_Instructions for the task_
Stop after the line that contains "pub struct GitLabAuthConfig"; until then, restate each line of the entries word for word from the very first.

Stored dataset items:
*** Block opens ***

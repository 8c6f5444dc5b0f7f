//! GitLab credentials

use super::{cli_token, env_token, AuthSource};
use crate::error::{Error, Result};
use reqwest::Client;
use serde::Deserialize;
use std::env;

/// GitLab token, its origin, and the host it applies to
#[derive(Debug, Clone)]
pub struct GitLabAuthConfig {
    /// Authentication token
    pub token: String,
    /// Where the token was obtained from
    pub source: AuthSource,
    /// GitLab host (e.g., "gitlab.com")
    pub host: String,
}

/// Get GitLab authentication for `host` (default `$GITLAB_HOST`, then gitlab.com)
///
/// Priority: `glab auth token`, then `GITLAB_TOKEN`, then `GL_TOKEN`.
pub async fn get_gitlab_auth(host: Option<&str>) -> Result<GitLabAuthConfig> {
    let host = host
        .map(String::from)
        .or_else(|| env::var("GITLAB_HOST").ok())
        .unwrap_or_else(|| "gitlab.com".to_string());

    if let Some(token) = cli_token("glab", &["--hostname", &host]).await {
        return Ok(GitLabAuthConfig {
            token,
            source: AuthSource::Cli,
            host,
        });
    }

    match env_token(&["GITLAB_TOKEN", "GL_TOKEN"]) {
        Some((token, var)) => Ok(GitLabAuthConfig {
            token,
            source: AuthSource::EnvVar(var),
            host,
        }),
        None => Err(Error::Auth(format!(
            "No GitLab authentication found for {host}. Run `glab auth login` or set GITLAB_TOKEN"
        ))),
    }
}

#[derive(Deserialize)]
struct GitLabUser {
    username: String,
}

/// Check the token against `/api/v4/user` and return the username
pub async fn test_gitlab_auth(config: &GitLabAuthConfig) -> Result<String> {
    let url = format!("https://{}/api/v4/user", config.host);

    let user: GitLabUser = Client::new()
        .get(&url)
        .header("PRIVATE-TOKEN", &config.token)
        .send()
        .await?
        .error_for_status()
        .map_err(|e| Error::Auth(format!("Invalid token: {e}")))?
        .json()
        .await?;

    Ok(user.username)
}
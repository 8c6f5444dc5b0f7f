//! Platform services for GitHub and GitLab
//!
//! Provides a unified interface for the review-request operations the
//! promotion workflow needs.

mod detection;
mod factory;
mod github;
mod gitlab;

pub use detection::{detect_platform, parse_repo_info, repo_owner};
pub use factory::{create_platform_service, LazyPlatformService};
pub use github::GitHubService;
pub use gitlab::GitLabService;

use crate::error::Result;
use crate::types::{NewPullRequest, PlatformConfig, PullRequest};
use async_trait::async_trait;

/// Platform service trait for PR/MR operations
///
/// This trait abstracts GitHub and GitLab operations, allowing the same
/// tracking logic to work with either platform.
#[async_trait]
pub trait PlatformService: Send + Sync {
    /// Login of the authenticated user
    async fn current_user(&self) -> Result<String>;

    /// Open requests whose base is `base_branch`
    async fn list_open_requests(&self, base_branch: &str) -> Result<Vec<PullRequest>>;

    /// Fetch a request by number
    async fn get_request(&self, number: u64) -> Result<PullRequest>;

    /// Open a request, then request reviewers and apply labels
    async fn create_request(&self, request: &NewPullRequest) -> Result<PullRequest>;

    /// Get the platform configuration
    fn config(&self) -> &PlatformConfig;
}
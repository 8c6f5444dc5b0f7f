//! Records command - list and prune stored request records

use crate::cli::style::{check, Stylize};
use crate::cli::Workspace;
use anstream::println;
use git_promote::error::Result;
use git_promote::tracker::ReviewRequestTracker;
use std::path::Path;

/// List stored records, deleting those of closed requests when `prune`
pub async fn run_records(path: &Path, config_path: Option<&Path>, prune: bool) -> Result<()> {
    let workspace = Workspace::open(path, config_path).await?;
    let store = &workspace.store;

    if prune {
        let platform = workspace.platform().await?;
        let tracker = ReviewRequestTracker::new(&platform, store.clone());
        let removed = tracker.prune_closed(&workspace.config.policies.branches()).await?;
        for number in &removed {
            println!("{} Removed record for closed request #{number}", check());
        }
    }

    let numbers = store.list()?;
    if numbers.is_empty() {
        println!("{}", format!("No records in {}", store.root().display()).muted());
        return Ok(());
    }

    println!("{} {}", "Records in".muted(), store.root().display());
    for number in numbers {
        let record = store.load(number)?;
        println!(
            "  {} {} files",
            format!("#{number}").accent(),
            record.files.len()
        );
    }
    Ok(())
}
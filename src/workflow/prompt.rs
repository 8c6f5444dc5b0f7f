//! Interactive choices the workflow delegates to its caller

use crate::error::Result;

/// Answers the workflow's questions
///
/// The orchestrator only sees the resolved values. Implementations may
/// prompt, read flags, or return canned answers.
pub trait Prompter: Send + Sync {
    /// Pick the target among the configured branches
    fn select_target(&self, targets: &[String]) -> Result<String>;

    /// Pick the source among local branches; `current` is the default
    fn select_source(&self, branches: &[String], current: &str) -> Result<String>;

    /// Confirm promoting the changes summarized by `preview`
    fn confirm_changes(&self, source: &str, target: &str, preview: &str) -> Result<bool>;
}
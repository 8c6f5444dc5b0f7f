//! GitHub credentials

use super::{cli_token, env_token, AuthSource};
use crate::error::{Error, Result};

/// GitHub token and where it came from
#[derive(Debug, Clone)]
pub struct GitHubAuthConfig {
    /// Authentication token
    pub token: String,
    /// Where the token was obtained from
    pub source: AuthSource,
}

/// Get GitHub authentication
///
/// Priority: `gh auth token`, then `GITHUB_TOKEN`, then `GH_TOKEN`.
pub async fn get_github_auth() -> Result<GitHubAuthConfig> {
    if let Some(token) = cli_token("gh", &[]).await {
        return Ok(GitHubAuthConfig {
            token,
            source: AuthSource::Cli,
        });
    }

    env_token(&["GITHUB_TOKEN", "GH_TOKEN"])
        .map(|(token, var)| GitHubAuthConfig {
            token,
            source: AuthSource::EnvVar(var),
        })
        .ok_or_else(|| {
            Error::Auth(
                "No GitHub authentication found. Run `gh auth login` or set GITHUB_TOKEN"
                    .to_string(),
            )
        })
}

/// Check the token against the API and return the authenticated login
pub async fn test_github_auth(config: &GitHubAuthConfig) -> Result<String> {
    let octocrab = octocrab::Octocrab::builder()
        .personal_token(config.token.clone())
        .build()
        .map_err(|e| Error::GitHubApi(e.to_string()))?;

    let user = octocrab
        .current()
        .user()
        .await
        .map_err(|e| Error::Auth(format!("Invalid token: {e}")))?;

    Ok(user.login)
}
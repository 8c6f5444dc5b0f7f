//! GitHub platform service implementation

use crate::error::{Error, Result};
use crate::platform::PlatformService;
use crate::types::{NewPullRequest, Platform, PlatformConfig, PullRequest};
use async_trait::async_trait;
use octocrab::Octocrab;
use tracing::debug;

/// GitHub service using octocrab
pub struct GitHubService {
    client: Octocrab,
    config: PlatformConfig,
}

impl GitHubService {
    /// Create a new GitHub service
    pub fn new(token: &str, owner: String, repo: String, host: Option<String>) -> Result<Self> {
        let mut builder = Octocrab::builder().personal_token(token.to_string());

        if let Some(ref h) = host {
            let base_url = format!("https://{h}/api/v3");
            builder = builder
                .base_uri(&base_url)
                .map_err(|e| Error::GitHubApi(e.to_string()))?;
        }

        let client = builder.build().map_err(|e| Error::GitHubApi(e.to_string()))?;

        Ok(Self {
            client,
            config: PlatformConfig {
                platform: Platform::GitHub,
                owner,
                repo,
                host,
            },
        })
    }
}

fn to_pull_request(pr: &octocrab::models::pulls::PullRequest) -> PullRequest {
    PullRequest {
        number: pr.number,
        html_url: pr
            .html_url
            .as_ref()
            .map(ToString::to_string)
            .unwrap_or_default(),
        base_ref: pr.base.ref_field.clone(),
        head_ref: pr.head.ref_field.clone(),
        title: pr.title.as_deref().unwrap_or_default().to_string(),
        author: pr
            .user
            .as_ref()
            .map(|u| u.login.clone())
            .unwrap_or_default(),
    }
}

#[async_trait]
impl PlatformService for GitHubService {
    async fn current_user(&self) -> Result<String> {
        let user = self
            .client
            .current()
            .user()
            .await
            .map_err(|e| Error::Auth(format!("Invalid token: {e}")))?;
        Ok(user.login)
    }

    async fn list_open_requests(&self, base_branch: &str) -> Result<Vec<PullRequest>> {
        let first = self
            .client
            .pulls(&self.config.owner, &self.config.repo)
            .list()
            .base(base_branch)
            .state(octocrab::params::State::Open)
            .per_page(100)
            .send()
            .await?;
        let prs = self.client.all_pages(first).await?;

        debug!("{} open pull requests against {base_branch}", prs.len());
        Ok(prs.iter().map(to_pull_request).collect())
    }

    async fn get_request(&self, number: u64) -> Result<PullRequest> {
        let pr = self
            .client
            .pulls(&self.config.owner, &self.config.repo)
            .get(number)
            .await?;
        Ok(to_pull_request(&pr))
    }

    async fn create_request(&self, request: &NewPullRequest) -> Result<PullRequest> {
        let head = request.head_owner.as_ref().map_or_else(
            || request.head_branch.clone(),
            |owner| format!("{owner}:{}", request.head_branch),
        );

        let pr = self
            .client
            .pulls(&self.config.owner, &self.config.repo)
            .create(&request.title, head, &request.base)
            .send()
            .await?;

        if !request.reviewers.is_empty() {
            debug!("requesting reviews from {:?}", request.reviewers);
            self.client
                .pulls(&self.config.owner, &self.config.repo)
                .request_reviews(pr.number, request.reviewers.clone(), Vec::<String>::new())
                .await?;
        }

        if !request.labels.is_empty() {
            debug!("labelling #{} with {:?}", pr.number, request.labels);
            self.client
                .issues(&self.config.owner, &self.config.repo)
                .add_labels(pr.number, &request.labels)
                .await?;
        }

        Ok(to_pull_request(&pr))
    }

    fn config(&self) -> &PlatformConfig {
        &self.config
    }
}
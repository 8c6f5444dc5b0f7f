//! Promotion workflow
//!
//! [`Orchestrator::run`] drives one promotion from inspection to the review
//! request, and always returns to the branch it started on.

mod orchestrator;
mod progress;
mod prompt;
mod state;

pub use orchestrator::{Orchestrator, PromotionReport, WorkflowOutcome};
pub use progress::{NoopProgress, ProgressCallback};
pub use prompt::Prompter;
pub use state::{Phase, WorkflowState};
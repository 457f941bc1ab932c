//! Resilient relay channel.
//!
//! ```text
//!               start(targets)                 stream opened
//! disconnected ───────────────▶ connecting ───────────────────▶ connected
//!      ▲   ▲                     ▲     │                          │  │
//!      │   │  retry after delay  │     │ error                    │  │ stream ended
//!      │   └─────────────────────┼─────┴──────────────────────────┘  │ (reconnect)
//!      │                         └───────────────────────────────────┘
//!      └── stop()          connectivity loss goes to noConnection instead
//! ```
//!
//! Every start, stop and fired retry bumps a generation counter. A task or
//! timer whose generation is stale never touches the shared state again.
//!
//! Inbound events reach their consumer through a bounded queue. The stream is
//! not read further while the queue is full, and the resume id only moves past
//! an event once the queue has accepted it, so a slow consumer delays events
//! but never loses them.

mod http;
mod sse;

use std::{io::ErrorKind, pin::Pin, sync::Arc, time::Duration};

use async_trait::async_trait;
use futures::{Stream, StreamExt};
use parking_lot::Mutex;
use tokio::sync::{broadcast, mpsc};
use tokio_util::sync::CancellationToken;
use tracing::{debug, info, warn};

pub use self::{
    http::HttpBridge,
    sse::{parse_sse_events, SseEvent},
};
use crate::dto::BridgeMessage;

const UPDATES_CAPACITY: usize = 64;
const EVENTS_CAPACITY: usize = 64;

#[derive(Debug, Clone, PartialEq, Eq, thiserror::Error)]
pub enum BridgeError {
    /// The relay could not be reached at all.
    #[error("bridge unreachable: {0}")]
    Connectivity(String),
    #[error("bridge responded with HTTP {0}")]
    Status(u16),
    #[error("bridge stream failed: {0}")]
    Stream(String),
}

impl BridgeError {
    pub fn is_connectivity(&self) -> bool {
        matches!(self, Self::Connectivity(_))
    }
}

impl From<reqwest::Error> for BridgeError {
    fn from(err: reqwest::Error) -> Self {
        if err.is_connect() || err.is_timeout() {
            Self::Connectivity(err.to_string())
        } else if let Some(status) = err.status() {
            Self::Status(status.as_u16())
        } else if is_connection_loss(&err) {
            Self::Connectivity(err.to_string())
        } else {
            Self::Stream(err.to_string())
        }
    }
}

/// An I/O error in the source chain that means the peer or the network went
/// away, as when a body read dies mid-stream.
fn is_connection_loss(err: &(dyn std::error::Error + 'static)) -> bool {
    let mut source = Some(err);
    while let Some(err) = source {
        if let Some(io) = err.downcast_ref::<std::io::Error>() {
            if matches!(
                io.kind(),
                ErrorKind::ConnectionReset
                    | ErrorKind::ConnectionAborted
                    | ErrorKind::NotConnected
                    | ErrorKind::BrokenPipe
                    | ErrorKind::UnexpectedEof
                    | ErrorKind::TimedOut
            ) {
                return true;
            }
        }
        source = err.source();
    }
    false
}

pub type EventStream = Pin<Box<dyn Stream<Item = Result<SseEvent, BridgeError>> + Send>>;

#[derive(Debug, Clone, PartialEq, Eq)]
pub struct OutgoingMessage {
    /// Own session client id.
    pub from: String,
    pub to: String,
    pub ttl: Duration,
    /// Ciphertext, base64 encoded on the wire.
    pub body: Vec<u8>,
}

/// Wire access to the relay.
#[async_trait]
pub trait BridgeApi: Send + Sync {
    async fn send(&self, message: OutgoingMessage) -> Result<(), BridgeError>;

    async fn listen(
        &self,
        client_ids: &[String],
        last_event_id: Option<&str>,
    ) -> Result<EventStream, BridgeError>;
}

#[derive(Debug, Clone, Copy, PartialEq, Eq)]
pub enum BridgeConnectionState {
    Disconnected,
    Connecting,
    Connected,
    NoConnection,
}

#[derive(Debug, Clone, PartialEq, Eq)]
pub struct BridgeEvent {
    pub event_id: Option<String>,
    pub message: BridgeMessage,
}

#[derive(Debug, Clone, PartialEq, Eq)]
pub enum BridgeUpdate {
    State(BridgeConnectionState),
    Event(BridgeEvent),
}

struct Control {
    state: BridgeConnectionState,
    targets: Vec<String>,
    generation: u64,
    task: Option<CancellationToken>,
    retry: Option<CancellationToken>,
    last_event_id: Option<String>,
}

struct Shared {
    api: Arc<dyn BridgeApi>,
    retry_delay: Duration,
    updates: broadcast::Sender<BridgeUpdate>,
    events: mpsc::Sender<BridgeEvent>,
    control: Mutex<Control>,
}

/// Owner of the single relay subscription of a wallet runtime.
#[derive(Clone)]
pub struct BridgeTransport {
    shared: Arc<Shared>,
}

impl BridgeTransport {
    /// The receiver is the lossless feed of inbound events. Dropping it turns
    /// delivery into broadcast only.
    pub fn new(
        api: Arc<dyn BridgeApi>,
        retry_delay: Duration,
    ) -> (Self, mpsc::Receiver<BridgeEvent>) {
        let (updates, _) = broadcast::channel(UPDATES_CAPACITY);
        let (events, inbound) = mpsc::channel(EVENTS_CAPACITY);
        let transport = Self {
            shared: Arc::new(Shared {
                api,
                retry_delay,
                updates,
                events,
                control: Mutex::new(Control {
                    state: BridgeConnectionState::Disconnected,
                    targets: Vec::new(),
                    generation: 0,
                    task: None,
                    retry: None,
                    last_event_id: None,
                }),
            }),
        };
        (transport, inbound)
    }

    /// State changes and a copy of every delivered event. Lagging observers
    /// miss updates; observers unsubscribe by dropping the receiver.
    pub fn subscribe(&self) -> broadcast::Receiver<BridgeUpdate> {
        self.shared.updates.subscribe()
    }

    pub fn state(&self) -> BridgeConnectionState {
        self.shared.control.lock().state
    }

    pub fn last_event_id(&self) -> Option<String> {
        self.shared.control.lock().last_event_id.clone()
    }

    /// Resume point for a fresh process, usually persisted by the host.
    pub fn set_last_event_id(&self, id: Option<String>) {
        self.shared.control.lock().last_event_id = id;
    }

    /// (Re)connects to `targets` unless already connecting/connected to the same set.
    pub fn start<I>(&self, targets: I)
    where
        I: IntoIterator<Item = String>,
    {
        let mut targets: Vec<String> = targets.into_iter().collect();
        targets.sort();
        targets.dedup();
        Shared::start(&self.shared, targets);
    }

    pub fn stop(&self) {
        let mut control = self.shared.control.lock();
        control.generation += 1;
        cancel_pending(&mut control);
        control.targets.clear();
        info!("bridge stopped");
        self.shared
            .set_state(&mut control, BridgeConnectionState::Disconnected);
    }

    pub async fn send(&self, message: OutgoingMessage) -> Result<(), BridgeError> {
        self.shared.api.send(message).await
    }
}

impl Shared {
    fn start(self: &Arc<Self>, targets: Vec<String>) {
        let mut control = self.control.lock();
        let busy = matches!(
            control.state,
            BridgeConnectionState::Connecting | BridgeConnectionState::Connected
        );
        if busy && control.targets == targets {
            debug!(targets = targets.len(), "bridge already running for these clients");
            return;
        }

        control.generation += 1;
        cancel_pending(&mut control);
        control.targets = targets.clone();

        if targets.is_empty() {
            self.set_state(&mut control, BridgeConnectionState::Disconnected);
            return;
        }

        let token = CancellationToken::new();
        control.task = Some(token.clone());
        let generation = control.generation;
        info!(targets = targets.len(), generation, "bridge connecting");
        self.set_state(&mut control, BridgeConnectionState::Connecting);
        drop(control);

        tokio::spawn(Arc::clone(self).run(targets, generation, token));
    }

    async fn run(self: Arc<Self>, targets: Vec<String>, generation: u64, token: CancellationToken) {
        loop {
            let last_event_id = self.control.lock().last_event_id.clone();
            let opened = tokio::select! {
                _ = token.cancelled() => return,
                opened = self.api.listen(&targets, last_event_id.as_deref()) => opened,
            };
            let mut stream = match opened {
                Ok(stream) => stream,
                Err(err) => return self.fail(generation, err),
            };

            if !self.transition(generation, BridgeConnectionState::Connected) {
                return;
            }
            info!("bridge connected");

            loop {
                let next = tokio::select! {
                    _ = token.cancelled() => return,
                    next = stream.next() => next,
                };
                match next {
                    Some(Ok(event)) => {
                        if !self.deliver(generation, event, &token).await {
                            return;
                        }
                    }
                    Some(Err(err)) => return self.fail(generation, err),
                    None => break,
                }
            }

            if !self.transition(generation, BridgeConnectionState::Connecting) {
                return;
            }
            info!("bridge stream ended, reconnecting");
        }
    }

    fn transition(&self, generation: u64, state: BridgeConnectionState) -> bool {
        let mut control = self.control.lock();
        if control.generation != generation {
            return false;
        }
        self.set_state(&mut control, state);
        true
    }

    fn fail(self: Arc<Self>, generation: u64, err: BridgeError) {
        let mut control = self.control.lock();
        if control.generation != generation {
            return;
        }

        let state = if err.is_connectivity() {
            BridgeConnectionState::NoConnection
        } else {
            BridgeConnectionState::Disconnected
        };
        warn!(error = %err, ?state, "bridge failed, retrying in {:?}", self.retry_delay);
        control.task = None;
        self.set_state(&mut control, state);

        let retry = CancellationToken::new();
        control.retry = Some(retry.clone());
        let targets = control.targets.clone();
        drop(control);

        let shared = Arc::clone(&self);
        tokio::spawn(async move {
            tokio::select! {
                _ = retry.cancelled() => {}
                _ = tokio::time::sleep(shared.retry_delay) => {
                    {
                        let mut control = shared.control.lock();
                        if control.generation != generation {
                            return;
                        }
                        control.retry = None;
                    }
                    debug!("bridge retry fired");
                    Shared::start(&shared, targets);
                }
            }
        });
    }

    /// Hands one event to the consumer. `false` when this task is stale.
    async fn deliver(&self, generation: u64, event: SseEvent, token: &CancellationToken) -> bool {
        if event.is_heartbeat() {
            return true;
        }

        {
            let control = self.control.lock();
            if control.generation != generation {
                return false;
            }
            if let Some(id) = &event.id {
                if is_replay(control.last_event_id.as_deref(), id) {
                    debug!(%id, "skipping already delivered bridge event");
                    return true;
                }
            }
        }

        let parsed = match serde_json::from_str::<BridgeMessage>(&event.data) {
            Ok(message) => Some(BridgeEvent {
                event_id: event.id.clone(),
                message,
            }),
            Err(e) => {
                warn!(error = %e, id = ?event.id, "dropping unparsable bridge event");
                None
            }
        };

        if let Some(parsed) = &parsed {
            tokio::select! {
                _ = token.cancelled() => return false,
                sent = self.events.send(parsed.clone()) => {
                    if sent.is_err() {
                        debug!("no event consumer, broadcasting only");
                    }
                }
            }
        }

        {
            let mut control = self.control.lock();
            if control.generation != generation {
                return false;
            }
            if let Some(id) = event.id {
                control.last_event_id = Some(id);
            }
        }

        if let Some(parsed) = parsed {
            // no receivers is fine
            let _ = self.updates.send(BridgeUpdate::Event(parsed));
        }
        true
    }

    fn set_state(&self, control: &mut Control, state: BridgeConnectionState) {
        control.state = state;
        let _ = self.updates.send(BridgeUpdate::State(state));
    }
}

fn cancel_pending(control: &mut Control) {
    if let Some(task) = control.task.take() {
        task.cancel();
    }
    if let Some(retry) = control.retry.take() {
        retry.cancel();
    }
}

fn is_replay(last: Option<&str>, id: &str) -> bool {
    match (last.and_then(|l| l.parse::<u64>().ok()), id.parse::<u64>().ok()) {
        (Some(last), Some(id)) => id <= last,
        _ => false,
    }
}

*** Block closes ***

_Result of this task_
repository 8c6f5444dc5b0f7f
//! GitLab credentials

use super::{cli_token, env_token, AuthSource};
use crate::error::{Error, Result};
use reqwest::Client;
use serde::Deserialize;
use std::env;

/// GitLab token, its origin, and the host it applies to
#[derive(Debug, Clone)]
pub struct GitLabAuthConfig {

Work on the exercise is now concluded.